When the first horse show was scheduled that spring, we got caught up in the excitement and both girls wanted to take part.  Trainer Renee said young Lauren could use her pony. Now take a good look at the picture.  One stirrup is literally tied on with hay string.  Lauren’s jacket is miles too big.  True horse show buffs out there know she did not have on the right riding pants, she wasn’t sporting jodhpurs or the required garters.  Her helmet was too big and her hair was a mess.  These all could be deductions from the judge’s score card.
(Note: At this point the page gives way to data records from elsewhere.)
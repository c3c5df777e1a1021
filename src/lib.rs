//! Parallel task-graph executor for per-tick real-time DSP processing.
//!
//! This crate drives the per-tick work of an audio engine across a fixed
//! pool of worker threads. Each tick runs every node of a directed acyclic
//! graph of DSP jobs exactly once, respecting producer→consumer precedence,
//! and returns to the master thread only when the whole graph has been
//! processed. It:
//! - Tracks readiness with a per-node atomic activation count (the node's
//!   remaining unfinished predecessors) decremented by completing
//!   predecessors.
//! - Distributes ready nodes through a bounded lock-free MPMC queue, with a
//!   direct-successor handoff that keeps linear chains on one worker and off
//!   the queue entirely.
//! - Coordinates one master worker (the audio callback thread) with helper
//!   workers through a single remaining-node counter: no locks, no
//!   allocation, and no blocking inside a tick.
//!
//! Key modules:
//! - `job`: the [`Job`](job::Job) trait, the per-node callable invoked
//!   with the index of the executing worker.
//! - `graph`: the per-installation [`DspGraph`](graph::DspGraph) arena and
//!   the [`GraphBuilder`](graph::GraphBuilder) that derives in-degrees and
//!   rejects cyclic graphs.
//! - `interpreter`: the [`QueueInterpreter`](interpreter::QueueInterpreter)
//!   holding the queue lifecycle (install / release), per-tick seeding, and
//!   the master/helper worker loop.
//! - `pool`: a reference [`DspThreadPool`](pool::DspThreadPool) collaborator
//!   that parks helper threads between ticks and wakes just enough of them
//!   per tick.
//!
//! Quick start:
//! 1. Implement [`Job`](job::Job) for your node type (or use a closure).
//! 2. Build a graph: `add_job` every node, `add_dependency` every edge,
//!    `build()`.
//! 3. Hand the graph to a `QueueInterpreter` via `install_queue`, then per
//!    tick run `init_tick` + `tick_master` on the driver thread and
//!    `tick(i)` on each woken helper, or let a `DspThreadPool` do the
//!    thread choreography for you.
//!
//! The executor guarantees that every write performed by a node's job
//! happens-before every read performed by any successor's job, and that a
//! tick ends only when all nodes have run. Scheduling order beyond the
//! graph's precedence is unspecified.

/// The processing graph: node arena, initially-runnable set, and the
/// dependency-declaring builder with cycle detection.
pub mod graph;
/// The runtime executor: graph lifecycle, per-tick state, and the
/// master/helper worker loop.
pub mod interpreter;
/// The per-node job interface.
pub mod job;
/// Reference thread-pool collaborator: parked helper threads, per-tick
/// wake-up, completion collection.
#[cfg(not(feature = "loom"))]
pub mod pool;
/// Common index types used across the crate.
pub mod types;

mod fifo;
mod node;
mod sync;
Lauren got ready to go in the ring that day, to do a “walk only” class, meaning, all she had to do was walk her pony around, change directions when asked and line-up to be judged.  Actually, that is a lot for a young rider and it takes a good and patient pony to not go too fast (child falls off) or too slow (doesn’t move) neither of which will earn the blue ribbon.  Jordyn is not ready for a “walk only” class yet-or I don’t have the right pony so Lauren, at age six, was doing well.

As she entered the ring, I spotted Ally’s old trainer, Richard, from the high-dollar barn, sending three riders into the ring on little, fancy Welsh ponies.  They were all dressed appropriately, had ribbons in their hair, new tack and jackets that fit. I figured Lauren was going to be a little disappointed with the outcome of the class.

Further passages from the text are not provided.